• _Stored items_
....

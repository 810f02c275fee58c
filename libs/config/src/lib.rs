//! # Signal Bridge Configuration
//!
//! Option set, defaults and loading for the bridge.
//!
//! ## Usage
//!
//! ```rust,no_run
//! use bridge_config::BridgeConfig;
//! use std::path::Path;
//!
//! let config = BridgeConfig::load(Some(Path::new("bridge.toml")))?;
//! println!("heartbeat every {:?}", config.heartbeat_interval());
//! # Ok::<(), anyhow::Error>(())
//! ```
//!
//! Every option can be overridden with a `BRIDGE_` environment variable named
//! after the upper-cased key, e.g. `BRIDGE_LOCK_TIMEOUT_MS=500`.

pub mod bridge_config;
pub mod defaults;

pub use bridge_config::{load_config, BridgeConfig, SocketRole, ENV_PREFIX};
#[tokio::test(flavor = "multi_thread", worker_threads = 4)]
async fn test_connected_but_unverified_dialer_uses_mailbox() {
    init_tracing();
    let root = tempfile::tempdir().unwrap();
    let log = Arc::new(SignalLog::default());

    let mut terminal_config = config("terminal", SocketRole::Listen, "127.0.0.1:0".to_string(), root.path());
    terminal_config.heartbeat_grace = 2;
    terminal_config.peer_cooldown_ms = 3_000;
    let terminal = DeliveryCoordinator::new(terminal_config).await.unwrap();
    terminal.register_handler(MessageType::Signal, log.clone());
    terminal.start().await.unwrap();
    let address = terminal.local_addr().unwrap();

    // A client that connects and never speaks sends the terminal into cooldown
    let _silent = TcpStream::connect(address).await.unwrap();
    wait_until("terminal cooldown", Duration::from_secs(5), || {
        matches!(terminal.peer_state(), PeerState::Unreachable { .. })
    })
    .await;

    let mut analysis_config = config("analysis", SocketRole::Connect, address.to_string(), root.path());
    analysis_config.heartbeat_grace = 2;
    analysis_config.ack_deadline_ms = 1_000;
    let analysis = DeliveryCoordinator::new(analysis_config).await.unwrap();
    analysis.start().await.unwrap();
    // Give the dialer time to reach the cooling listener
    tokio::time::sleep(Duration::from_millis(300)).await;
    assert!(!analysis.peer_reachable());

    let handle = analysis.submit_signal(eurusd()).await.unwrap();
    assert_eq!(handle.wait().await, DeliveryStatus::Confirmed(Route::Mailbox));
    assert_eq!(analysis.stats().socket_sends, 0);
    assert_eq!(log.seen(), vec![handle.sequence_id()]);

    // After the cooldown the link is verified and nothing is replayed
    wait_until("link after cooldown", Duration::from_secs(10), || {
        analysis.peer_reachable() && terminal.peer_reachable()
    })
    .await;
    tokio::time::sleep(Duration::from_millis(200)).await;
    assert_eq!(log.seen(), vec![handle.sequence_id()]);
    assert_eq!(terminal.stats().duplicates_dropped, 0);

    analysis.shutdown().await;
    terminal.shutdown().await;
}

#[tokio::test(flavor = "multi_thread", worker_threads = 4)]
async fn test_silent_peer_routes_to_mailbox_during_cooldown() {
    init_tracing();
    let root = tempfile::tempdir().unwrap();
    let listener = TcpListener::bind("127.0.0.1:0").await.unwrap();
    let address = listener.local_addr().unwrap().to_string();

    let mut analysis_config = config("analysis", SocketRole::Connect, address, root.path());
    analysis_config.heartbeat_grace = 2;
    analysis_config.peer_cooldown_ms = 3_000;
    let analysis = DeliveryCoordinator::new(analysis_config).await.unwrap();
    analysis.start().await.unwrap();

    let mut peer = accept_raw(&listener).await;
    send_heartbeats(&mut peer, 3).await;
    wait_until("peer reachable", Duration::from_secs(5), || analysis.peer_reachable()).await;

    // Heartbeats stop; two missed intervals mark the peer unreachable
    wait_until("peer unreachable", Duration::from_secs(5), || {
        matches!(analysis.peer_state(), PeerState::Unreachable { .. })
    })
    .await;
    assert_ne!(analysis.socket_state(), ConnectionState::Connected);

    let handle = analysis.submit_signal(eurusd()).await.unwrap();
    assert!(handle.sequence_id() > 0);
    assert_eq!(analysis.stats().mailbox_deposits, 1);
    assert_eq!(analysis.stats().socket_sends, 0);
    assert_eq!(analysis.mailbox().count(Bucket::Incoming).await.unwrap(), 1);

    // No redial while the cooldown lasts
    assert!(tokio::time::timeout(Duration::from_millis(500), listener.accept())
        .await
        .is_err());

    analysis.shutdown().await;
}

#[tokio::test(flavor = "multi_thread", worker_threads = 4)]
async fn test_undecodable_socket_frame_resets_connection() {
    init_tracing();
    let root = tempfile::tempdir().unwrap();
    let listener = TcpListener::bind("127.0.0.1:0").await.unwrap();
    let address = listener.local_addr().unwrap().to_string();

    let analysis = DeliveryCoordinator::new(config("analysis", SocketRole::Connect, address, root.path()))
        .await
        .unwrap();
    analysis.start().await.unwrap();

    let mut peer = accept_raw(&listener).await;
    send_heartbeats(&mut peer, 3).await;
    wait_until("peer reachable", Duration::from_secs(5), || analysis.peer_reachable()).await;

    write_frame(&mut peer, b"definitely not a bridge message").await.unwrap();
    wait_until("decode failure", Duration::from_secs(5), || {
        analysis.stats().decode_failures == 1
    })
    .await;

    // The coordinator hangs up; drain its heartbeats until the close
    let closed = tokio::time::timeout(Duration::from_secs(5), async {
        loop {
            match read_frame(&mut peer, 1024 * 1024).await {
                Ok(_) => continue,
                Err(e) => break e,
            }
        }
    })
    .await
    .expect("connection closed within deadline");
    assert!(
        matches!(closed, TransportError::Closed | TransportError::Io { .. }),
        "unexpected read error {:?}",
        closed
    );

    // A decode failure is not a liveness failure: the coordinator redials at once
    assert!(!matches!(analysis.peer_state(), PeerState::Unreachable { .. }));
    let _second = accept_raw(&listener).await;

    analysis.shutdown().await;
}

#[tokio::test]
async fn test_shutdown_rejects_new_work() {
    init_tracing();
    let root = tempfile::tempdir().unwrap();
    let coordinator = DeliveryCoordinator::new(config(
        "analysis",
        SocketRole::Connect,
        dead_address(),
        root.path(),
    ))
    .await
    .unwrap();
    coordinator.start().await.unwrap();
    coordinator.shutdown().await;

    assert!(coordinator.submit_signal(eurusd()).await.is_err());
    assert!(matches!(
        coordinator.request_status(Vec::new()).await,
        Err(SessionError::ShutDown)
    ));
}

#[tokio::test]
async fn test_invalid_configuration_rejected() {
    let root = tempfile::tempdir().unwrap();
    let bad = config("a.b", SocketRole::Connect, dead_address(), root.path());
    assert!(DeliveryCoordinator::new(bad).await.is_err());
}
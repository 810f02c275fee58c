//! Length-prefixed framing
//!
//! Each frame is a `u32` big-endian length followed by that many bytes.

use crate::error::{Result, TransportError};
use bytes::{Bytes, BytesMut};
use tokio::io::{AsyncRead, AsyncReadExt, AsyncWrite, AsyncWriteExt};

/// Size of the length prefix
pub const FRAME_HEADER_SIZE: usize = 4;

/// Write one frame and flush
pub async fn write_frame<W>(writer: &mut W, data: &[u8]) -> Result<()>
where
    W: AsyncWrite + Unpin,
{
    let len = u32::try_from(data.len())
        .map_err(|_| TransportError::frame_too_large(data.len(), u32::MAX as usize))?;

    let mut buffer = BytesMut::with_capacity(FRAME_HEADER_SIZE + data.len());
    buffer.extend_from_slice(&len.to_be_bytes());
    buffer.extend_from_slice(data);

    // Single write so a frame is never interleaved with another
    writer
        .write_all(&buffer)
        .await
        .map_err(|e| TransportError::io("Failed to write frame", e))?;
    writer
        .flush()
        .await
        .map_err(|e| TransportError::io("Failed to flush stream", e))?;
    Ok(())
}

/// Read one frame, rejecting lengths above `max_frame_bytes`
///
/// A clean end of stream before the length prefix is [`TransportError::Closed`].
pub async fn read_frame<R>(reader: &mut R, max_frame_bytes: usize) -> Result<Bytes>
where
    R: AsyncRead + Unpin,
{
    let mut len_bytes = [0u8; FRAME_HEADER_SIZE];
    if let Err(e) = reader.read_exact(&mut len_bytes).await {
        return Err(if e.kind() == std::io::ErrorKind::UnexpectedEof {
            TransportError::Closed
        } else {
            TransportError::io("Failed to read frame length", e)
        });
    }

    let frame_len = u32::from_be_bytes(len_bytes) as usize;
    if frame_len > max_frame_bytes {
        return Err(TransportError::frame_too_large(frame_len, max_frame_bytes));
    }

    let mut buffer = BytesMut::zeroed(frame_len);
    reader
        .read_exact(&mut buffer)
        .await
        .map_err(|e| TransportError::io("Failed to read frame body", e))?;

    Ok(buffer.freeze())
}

....

• _WHAT YOU WILL DO_
Return every line of the entries above that the string "usize" appears in.

• _RESPONSE TO THE EXERCISE_
pub const FRAME_HEADER_SIZE: usize = 4;
        .map_err(|_| TransportError::frame_too_large(data.len(), u32::MAX as usize))?;
pub async fn read_frame<R>(reader: &mut R, max_frame_bytes: usize) -> Result<Bytes>
    let frame_len = u32::from_be_bytes(len_bytes) as usize;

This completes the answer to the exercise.